Walk or cycle amongst the 8000 of God’s Own Acres of woodland in Dalby Forest just north of Pickering A169 or on the A170 Thornton Le Dale road towards Whitby. There are 55 miles of cycle trails starting from the cycle hire facility in Dalby Courtyard or bring your own, it will be cheaper. Look out for the cycle skills area at Dixon’s Hollow.

The forest is divided by a number of valleys creating a ‘Rigg and Dale’ landscape whilst to the north the forest sits on the upland plateau. This can be seen from the 9 mile Dalby drive but walking lets you see far more. Although comprising mostly pines and spruces there are many broadleaf trees such as oak, beech, ash, alder and hazel both in the valleys and on the ‘Riggs’. It is a working forest for the Forestry Commission so watch out for ‘heavy plant crossing’. For wild life the forest is home for birds such as ‘the Crossbill and that elusive summer visitor the Nightjar. Roe deer abound and badgers, the symbol of the forest, are a very common but nocturnal resident.’

Evidence of early settlers is to be found in earthworks and burial mounds. These must be amongst the first Yorkshire men and women to work the land as there is evidence of rabbit breeding. If this isn’t enough for the children there is an activity centre and adventure play areas at Sneverton and Adderstone Field.

The Friends of Dalby Forest issue the following warning but do not let it put you off visiting a great forest in North Yorkshire
‘Biters, Stingers & Poisoners

Adders are the only common snakes on the North York Moors. They are unlikely to be encountered on any of our guided events this year. They have a nasty bite if provoked but form an important part of our environment and should be respected rather than feared.

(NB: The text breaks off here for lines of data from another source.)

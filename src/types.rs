use std::str::FromStr;

use chess::{Board, BoardStatus, ChessMove, Color, Piece, Square};
use thiserror::Error;

// ---------------------------
// Tunables / constants
// ---------------------------
pub const DEFAULT_DEPTH: i32 = 3;
pub const MAX_DEPTH: i32 = 4;
pub const INF: i32 = 60_000;
pub const MATE: i32 = 30_000;

// Piece values (centipawns)
pub const P: i32 = 100;
pub const N: i32 = 320;
pub const B: i32 = 330;
pub const R_: i32 = 500;
pub const Q_: i32 = 900;

// ---------------------------
// Piece-square tables
// ---------------------------
// Stored from white's point of view, rank 8 first. Black reads the same
// tables through the rotated index, see `pst_index_for`.
pub const PST_PAWN: [i32; 64] = [
     0,  0,  0,  0,  0,  0,  0,  0,
    50, 50, 50, 50, 50, 50, 50, 50,
    10, 10, 20, 30, 30, 20, 10, 10,
     5,  5, 10, 25, 25, 10,  5,  5,
     0,  0,  0, 20, 20,  0,  0,  0,
     5, -5,-10,  0,  0,-10, -5,  5,
     5, 10, 10,-20,-20, 10, 10,  5,
     0,  0,  0,  0,  0,  0,  0,  0,
];
pub const PST_KNIGHT: [i32; 64] = [
   -50,-40,-30,-30,-30,-30,-40,-50,
   -40,-20,  0,  0,  0,  0,-20,-40,
   -30,  0, 10, 15, 15, 10,  0,-30,
   -30,  5, 15, 20, 20, 15,  5,-30,
   -30,  0, 15, 20, 20, 15,  0,-30,
   -30,  5, 10, 15, 15, 10,  5,-30,
   -40,-20,  0,  5,  5,  0,-20,-40,
   -50,-40,-30,-30,-30,-30,-40,-50,
];
pub const PST_BISHOP: [i32; 64] = [
   -20,-10,-10,-10,-10,-10,-10,-20,
   -10,  0,  0,  0,  0,  0,  0,-10,
   -10,  0,  5, 10, 10,  5,  0,-10,
   -10,  5,  5, 10, 10,  5,  5,-10,
   -10,  0, 10, 10, 10, 10,  0,-10,
   -10, 10, 10, 10, 10, 10, 10,-10,
   -10,  5,  0,  0,  0,  0,  5,-10,
   -20,-10,-10,-10,-10,-10,-10,-20,
];
pub const PST_ROOK: [i32; 64] = [
     0,  0,  0,  0,  0,  0,  0,  0,
     5, 10, 10, 10, 10, 10, 10,  5,
    -5,  0,  0,  0,  0,  0,  0, -5,
    -5,  0,  0,  0,  0,  0,  0, -5,
    -5,  0,  0,  0,  0,  0,  0, -5,
    -5,  0,  0,  0,  0,  0,  0, -5,
    -5,  0,  0,  0,  0,  0,  0, -5,
     0,  0,  0,  5,  5,  0,  0,  0,
];
pub const PST_QUEEN: [i32; 64] = [
   -20,-10,-10, -5, -5,-10,-10,-20,
   -10,  0,  0,  0,  0,  0,  0,-10,
   -10,  0,  5,  5,  5,  5,  0,-10,
    -5,  0,  5,  5,  5,  5,  0, -5,
     0,  0,  5,  5,  5,  5,  0, -5,
   -10,  5,  5,  5,  5,  5,  0,-10,
   -10,  0,  5,  0,  0,  0,  0,-10,
   -20,-10,-10, -5, -5,-10,-10,-20,
];
pub const PST_KING: [i32; 64] = [
   -30,-40,-40,-50,-50,-40,-40,-30,
   -30,-40,-40,-50,-50,-40,-40,-30,
   -30,-40,-40,-50,-50,-40,-40,-30,
   -30,-40,-40,-50,-50,-40,-40,-30,
   -20,-30,-30,-40,-40,-30,-30,-20,
   -10,-20,-20,-20,-20,-20,-20,-10,
    20, 20,  0,  0,  0,  0, 20, 20,
    20, 30, 10,  0,  0, 10, 30, 20,
];

#[inline] pub fn pst_for(piece: Piece, idx: usize) -> i32 {
    match piece {
        Piece::Pawn => PST_PAWN[idx],
        Piece::Knight => PST_KNIGHT[idx],
        Piece::Bishop => PST_BISHOP[idx],
        Piece::Rook => PST_ROOK[idx],
        Piece::Queen => PST_QUEEN[idx],
        Piece::King => PST_KING[idx],
    }
}

/// Table index for a piece of `color` on `sq`. White reads the tables as
/// stored; black reads through a 180° rotation of the board.
#[inline] pub fn pst_index_for(color: Color, sq: Square) -> usize {
    let rank = sq.get_rank().to_index();
    let file = sq.get_file().to_index();
    let idx = (7 - rank) * 8 + file;
    if color == Color::White { idx } else { 63 - idx }
}

// ---------------------------
// Small helpers
// ---------------------------
#[inline] pub fn piece_val(pc: Piece) -> i32 {
    match pc {
        Piece::Pawn => P, Piece::Knight => N, Piece::Bishop => B,
        Piece::Rook => R_, Piece::Queen => Q_, Piece::King => 0,
    }
}
#[inline] pub fn opp(c: Color) -> Color { if c == Color::White { Color::Black } else { Color::White } }

#[inline]
pub fn halfmove_clock_from_fen(b: &Board) -> u32 {
    let fen = b.to_string();
    fen.split_whitespace().nth(4).and_then(|s| s.parse::<u32>().ok()).unwrap_or(0)
}

pub fn insufficient_material(b: &Board) -> bool {
    let no_pawns = (b.pieces(Piece::Pawn)).popcnt() == 0;
    let no_rooks = (b.pieces(Piece::Rook)).popcnt() == 0;
    let no_queens = (b.pieces(Piece::Queen)).popcnt() == 0;
    if no_pawns && no_rooks && no_queens {
        let minors = |c: Color| {
            (b.pieces(Piece::Knight) & b.color_combined(c)).popcnt() as i32
          + (b.pieces(Piece::Bishop) & b.color_combined(c)).popcnt() as i32
        };
        return minors(Color::White) <= 1 && minors(Color::Black) <= 1;
    }
    false
}

/// True when the board itself already decides the game: mate, stalemate,
/// or a board-local draw. Repetition needs move history and is tracked by
/// the game layer, not here.
#[inline]
pub fn is_game_over(b: &Board) -> bool {
    b.status() != BoardStatus::Ongoing
        || insufficient_material(b)
        || halfmove_clock_from_fen(b) >= 100
}

// ---------------------------
// Coordinate move parsing
// ---------------------------
#[derive(Debug, Error, PartialEq, Eq)]
pub enum ParseMoveError {
    #[error("expected a coordinate move like e2e4 or e7e8q, got {0:?}")]
    Malformed(String),
    #[error("bad square {0:?}")]
    BadSquare(String),
    #[error("bad promotion piece {0:?} (use q, r, b or n)")]
    BadPromotion(char),
}

pub fn parse_coord_move(s: &str) -> Result<ChessMove, ParseMoveError> {
    if !s.is_ascii() || (s.len() != 4 && s.len() != 5) {
        return Err(ParseMoveError::Malformed(s.to_string()));
    }
    let from = Square::from_str(&s[0..2])
        .map_err(|_| ParseMoveError::BadSquare(s[0..2].to_string()))?;
    let to = Square::from_str(&s[2..4])
        .map_err(|_| ParseMoveError::BadSquare(s[2..4].to_string()))?;
    let promo = match s[4..].chars().next() {
        None => None,
        Some('q') => Some(Piece::Queen),
        Some('r') => Some(Piece::Rook),
        Some('b') => Some(Piece::Bishop),
        Some('n') => Some(Piece::Knight),
        Some(c) => return Err(ParseMoveError::BadPromotion(c)),
    };
    Ok(ChessMove::new(from, to, promo))
}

Midges and mosquitoes – Many people find midges and mosquitoes annoying. They can be a nuisance, especially on still, summer evenings. If they bother you use a proprietary insect repellent.

Ticks – These are small relatives of the spider family. They live by sucking the blood of other animals including man. In some areas they carry a nasty infection known as Lyme disease. Ticks are not a problem on most of our walks, however if you are walking amongst vegetation especially off paths and wish to avoid any chance of being bitten wear long trousers tucked into socks.

Plants and Fungi – Some plants and fungi are harmful if swallowed and some people react to skin contact with certain plants. Our plant and fungus experts do not encourage picking and eating. Simply cleaning the hands after handling these things should be enough to keep both adults and children safe.’

If it is too cold to garden visit the forest in February.